[What is needed] Take the data below and copy exactly the lines starting at the one with "mod from_outcome;" and finishing at the one with "whose value is null.", both included.

*** Input ***

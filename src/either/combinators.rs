//! Combinators over `Either<L, R>`.
//!
//! Handler arguments are ordered right first: `match_either(on_right, on_left)`.
//!
//! A two-handler combinator fails with `InvalidOperation` on `None`; the
//! variant with an explicit `None` handler never fails for state reasons.
//! Transformations pass `None` through unchanged without running a handler.
//! The `try_*` combinators accept handlers returning a nullable value and
//! raise `NullResult` when the handler that actually ran returned `None`.

use crate::comparer::EqualityComparer;
use crate::error::{Fallible, NullPolicy, require_result};

use super::Either;
use super::value::none_state;
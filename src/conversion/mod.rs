//! Conversions between [`Optional`](crate::Optional), the outcome family
//! and [`Either`](crate::Either).
//!
//! Each conversion keeps its own policy for empty and null values:
//!
//! - An empty `Optional` becomes a failure (with a generic or supplied
//!   message) or a `Left` built from a mandatory left value.
//! - A successful outcome whose payload is null (`OutcomeOf<Option<T>>`
//!   holding `None`) becomes a `Left` carrying a fixed sentinel message
//!   when the target's left type is `String`.
//! - [`CustomOutcomeOf::to_non_null_either`](crate::CustomOutcomeOf::to_non_null_either)
//!   has no string to fall back on, so the same situation is an
//!   `InvalidOperation` there.
//!
//! # Examples
//!
//! ```rust
//! use railway::conversion::NULL_VALUE_MESSAGE;
//! use railway::{Either, Optional, OutcomeOf};
//!
//! let found: OutcomeOf<Option<&str>> = OutcomeOf::ok(None);
//! assert_eq!(found.to_non_null_either(), Either::Left(NULL_VALUE_MESSAGE.to_string()));
//!
//! let port = Optional::some(8080).to_either("no port configured");
//! assert_eq!(port, Either::Right(8080));
//! ```

mod from_either;
mod from_option;
mod from_outcome;

use std::any::type_name;

/// The failure message of an `Outcome` converted from an empty `Optional`.
pub const NO_VALUE_MESSAGE: &str = "The optional has no value.";

/// The `Left` message substituted for a successful `OutcomeOf` whose value is null.
pub const NULL_VALUE_MESSAGE: &str = "Result succeeded but its value is null.";

/// The `Left` message substituted for a successful `CustomOutcomeOf` whose
/// value is null.
pub const CUSTOM_NULL_VALUE_MESSAGE: &str = "Custom result succeeded but its value is null.";

/// The default failure message of an `OutcomeOf<T>` converted from an empty
/// `Optional<T>`.
pub(crate) fn missing_value_message<T>() -> String {
    format!("No value of type `{}` is present.", type_name::<T>())
}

*** End of Input ***

[Response for this exercise]
mod from_outcome;

use std::any::type_name;

/// The failure message of an `Outcome` converted from an empty `Optional`.
pub const NO_VALUE_MESSAGE: &str = "The optional has no value.";

/// The `Left` message substituted for a successful `OutcomeOf` whose value is null.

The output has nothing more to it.